Based on the nine personality types of the Enneagram, an ancient, psycho-spiritual personality inventory, this is a simple tale told with the age-old help of whimsical little animals to represent the nine types. Only a name such as “Walter One” makes the initial type connection between this sweet little worrywart bird and the child who feels overly responsible to get everything just right. As the story unfolds, each type tries in his own unique way to be helpful in solving the problem of “ Finding the Birthday Cake”. I especially like the Ninosaur who comes down off the wallpaper to solve the mystery.
Another helpful and funny little animal represents each type. This delightful story is really about how to encourage your child to love and accept himself and to accept and love the differences and special talents in his friends and classmates – a lesson we all need to remember. Working together they manage to not only find the cake but to have a swell party to boot.
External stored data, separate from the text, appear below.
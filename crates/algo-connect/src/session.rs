//! Sequential chunked signing against the device.

use tracing::debug;

use apdu_codec::apdu::{ins, p1, p2};
use apdu_codec::response::decode_signature;
use apdu_codec::{ApduCommand, CHUNK_SIZE, SignResult, prepare_chunks};

use crate::channel::CommandChannel;
use crate::error::ConnectResult;

/// Drives one message through the device as a sequence of bounded chunks.
///
/// Chunks are sent strictly in order with exactly one command in flight; the
/// device cannot pipeline. A non-success verdict on any chunk ends the
/// session immediately and becomes its result; otherwise the last chunk's
/// decoded response is the result.
pub(crate) struct SigningSession<'a, C> {
    channel: &'a mut C,
    instruction: u8,
}

impl<'a, C> SigningSession<'a, C>
where
    C: CommandChannel + Send,
{
    /// Session over the msgpack transaction-signing instruction.
    pub(crate) fn transaction(channel: &'a mut C) -> Self {
        Self {
            channel,
            instruction: ins::SIGN_MSGPACK,
        }
    }

    /// Session over the arbitrary-data signing instruction.
    pub(crate) fn arbitrary(channel: &'a mut C) -> Self {
        Self {
            channel,
            instruction: ins::SIGN_ARBITRARY,
        }
    }

    /// Runs the full chunk sequence for `message`.
    ///
    /// `embedded_txn_count` is the number of device-signed transactions in
    /// the surrounding group; it rides on the first chunk's P1 (shifted left
    /// by one) so the device can render "transaction K of M" across the
    /// whole group.
    pub(crate) async fn run(
        &mut self,
        account_id: u32,
        message: &[u8],
        embedded_txn_count: Option<u8>,
    ) -> ConnectResult<SignResult> {
        let chunks = prepare_chunks(account_id, message, CHUNK_SIZE);
        let total = chunks.len();

        let mut result = None;
        for (index, chunk) in chunks.into_iter().enumerate() {
            let first = index == 0;
            let last = index + 1 == total;

            let mut p1_value = match (first, account_id) {
                (true, 0) => p1::FIRST,
                (true, _) => p1::FIRST_ACCOUNT_ID,
                (false, _) => p1::CONTINUATION,
            };
            if first {
                if let Some(count) = embedded_txn_count {
                    p1_value |= count << 1;
                }
            }
            let p2_value = if last { p2::LAST } else { p2::CONTINUATION };

            debug!(
                chunk = index + 1,
                total,
                p1 = p1_value,
                p2 = p2_value,
                len = chunk.len(),
                "sending signing chunk"
            );

            let raw = self
                .channel
                .exchange(
                    ApduCommand::new(self.instruction, p1_value, p2_value, chunk),
                    None,
                )
                .await?;
            let decoded = decode_signature(&raw)?;

            if !decoded.status.is_success() {
                debug!(status = decoded.status.as_u16(), "device ended session");
                return Ok(decoded);
            }
            result = Some(decoded);
        }

        // prepare_chunks yields at least one chunk, so the loop always ran.
        Ok(result.expect("session sent at least one chunk"))
    }
}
In the back of the book the nine types are defined in more detail and with the help of mothers and teachers, children can easily pick out their own type by scoring themselves on each scale. Then they can go back and find themselves in the story. Double fun for the kids and a good lesson for the parents to both understand their children’s personalities and to accept and love them for their unique gifts, the starting place for all self-esteem. As adults we can’t easily see how valuable and special we are if we didn’t learn it at our mother’s knee. An ounce of prevention is truly worth a pound of cure! How wonderful to have a little book to point out our specialness with the help of the cartoons that have already endeared so many readers to Wagele’s light hearted but honest appraisals of our unique if sometimes exasperating selves. We are all as loveable as the funny little creatures in this book about how we started out expressing our individuality when we were all very, very young and very, very cute.